GDPR Requirements: The Protection of Personal Data

Stock photo of the words personal data

The GDPR requires companies to adopt reasonable data protection measures to protect consumers' data and privacy against data loss or exposure. Article 5 of the GDPR summarizes the most important requirements regarding the management of personal data:

  • Personal data should be processed lawfully, fairly, and in a transparent way
  • Personal data should be collected for specified, explicit, and legitimate purposes
  • Personal data should be adequate, relevant, and limited to what is necessary for which they are collected
  • Personal data stored should be accurate and current
  • Personal data should be kept in a form that permits the identification of data subjects for no longer than is necessary for the purposes for which the personal data are processed
  • Personal data should be processed to ensure appropriate security of the personal data, including protection against unauthorized or unlawful processing and accidental loss, destruction, or damage, using appropriate technical or organizational measures

Screenshot: Checklist for GDPR compliance

The above image is a checklist for GDPR compliance.

Costly Penalties

The fines for violating the GDPR are expensive. The GDPR will submit fines against those violating its privacy and security standards, with penalties in tens of millions of euros.

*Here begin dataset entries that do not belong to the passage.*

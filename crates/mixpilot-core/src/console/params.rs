//! Parameter identifiers and update payloads shared with console adapters.

use serde::{Deserialize, Serialize};

/// Every channel parameter the system can read or write.
#[derive(Debug, Clone, Copy, PartialEq, Eq, Hash)]
pub enum ChannelParam {
    /// 0.0-1.0 normalized
    Fader,
    Mute,
    /// -1.0 (L) to +1.0 (R)
    Pan,
    Name,
    /// Preamp gain in dB
    Gain,
    /// 48V
    PhantomPower,
    PhaseInvert,
    // EQ
    EqOn,
    EqFreq(u8),
    EqGain(u8),
    EqQ(u8),
    EqType(u8),
    /// HPF corner frequency in Hz
    HighPassFreq,
    HighPassOn,
    // Dynamics
    CompThreshold,
    CompRatio,
    CompAttack,
    CompRelease,
    CompMakeup,
    CompOn,
    GateThreshold,
    GateRange,
    GateAttack,
    GateHold,
    GateRelease,
    GateOn,
    // Sends (require aux_index)
    SendLevel,
    SendPan,
    SendOn,
    // DCA assignment
    DcaAssign,
}

/// Bus/aux parameters.
#[derive(Debug, Clone, Copy, PartialEq, Eq, Hash)]
pub enum BusParam {
    Fader,
    Mute,
    Pan,
    Name,
    EqOn,
    CompThreshold,
    CompRatio,
    CompOn,
}

/// Typed value carried by a parameter update.
#[derive(Debug, Clone, PartialEq)]
pub enum ParamValue {
    Float(f32),
    Bool(bool),
    Int(i32),
    Str(String),
}

impl ParamValue {
    /// Float value, 0.0 when the variant doesn't carry one.
    pub fn as_float(&self) -> f32 {
        match self {
            ParamValue::Float(v) => *v,
            ParamValue::Int(v) => *v as f32,
            _ => 0.0,
        }
    }

    /// Bool value, false when the variant doesn't carry one.
    pub fn as_bool(&self) -> bool {
        matches!(self, ParamValue::Bool(true))
    }

    /// String value, empty when the variant doesn't carry one.
    pub fn as_str(&self) -> &str {
        match self {
            ParamValue::Str(s) => s.as_str(),
            _ => "",
        }
    }
}

/// What a parameter update addresses.
#[derive(Debug, Clone, Copy, PartialEq, Eq)]
pub enum UpdateTarget {
    Channel,
    Bus,
    Main,
    Dca,
}

/// One parameter change received from (or sent to) the console.
#[derive(Debug, Clone, PartialEq)]
pub struct ParameterUpdate {
    pub target: UpdateTarget,
    /// 1-based channel/bus number
    pub index: usize,
    /// For sends: which aux/bus (1-based)
    pub aux_index: usize,
    pub param: ChannelParam,
    pub value: ParamValue,
}

impl ParameterUpdate {
    pub fn channel_float(index: usize, param: ChannelParam, value: f32) -> Self {
        Self {
            target: UpdateTarget::Channel,
            index,
            aux_index: 0,
            param,
            value: ParamValue::Float(value),
        }
    }

    pub fn channel_bool(index: usize, param: ChannelParam, value: bool) -> Self {
        Self {
            target: UpdateTarget::Channel,
            index,
            aux_index: 0,
            param,
            value: ParamValue::Bool(value),
        }
    }

    pub fn channel_name(index: usize, name: impl Into<String>) -> Self {
        Self {
            target: UpdateTarget::Channel,
            index,
            aux_index: 0,
            param: ChannelParam::Name,
            value: ParamValue::Str(name.into()),
        }
    }
}

/// Capability descriptor reported by an adapter after connecting.
#[derive(Debug, Clone, Serialize, Deserialize)]
pub struct ConsoleCapabilities {
    /// "X32", "Wing", "Avantis", "Sim"
    pub model: String,
    pub firmware: String,
    /// Input channels
    pub channel_count: usize,
    /// Aux/mix buses
    pub bus_count: usize,
    pub matrix_count: usize,
    pub dca_count: usize,
    pub fx_slots: usize,
    /// EQ bands per channel
    pub eq_bands: usize,
    pub has_motorized_faders: bool,
    pub has_dynamic_eq: bool,
    pub has_multiband_comp: bool,
    /// How often meters refresh, in ms
    pub meter_update_rate_ms: u32,
}

#[cfg(test)]
mod tests {
    use super::*;

    #[test]
    fn test_param_value_accessors() {
        assert_eq!(ParamValue::Float(0.5).as_float(), 0.5);
        assert_eq!(ParamValue::Int(3).as_float(), 3.0);
        assert_eq!(ParamValue::Bool(true).as_float(), 0.0);
        assert!(ParamValue::Bool(true).as_bool());
        assert!(!ParamValue::Float(1.0).as_bool());
        assert_eq!(ParamValue::Str("Kick".into()).as_str(), "Kick");
    }

    #[test]
    fn test_update_constructors() {
        let u = ParameterUpdate::channel_name(7, "Kick");
        assert_eq!(u.target, UpdateTarget::Channel);
        assert_eq!(u.index, 7);
        assert_eq!(u.param, ChannelParam::Name);
        assert_eq!(u.value.as_str(), "Kick");
    }
}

Companies should be aware of the two tiers of penalties, which max out at €20 million or four percent of global revenue (whichever is higher). Data subjects have the right to seek compensation for damages.

Final Thoughts

GDPR's data privacy principles are crucial to the success of any business operating in the EU and globally. It is recommended that you operate with transparency by providing consumers with the information they need to understand how their data is collected and used. Then, you will have more business success and repeat customers. All in all, you should make a reasonable faith effort to help people understand how their data is used and be honest about who has access to it.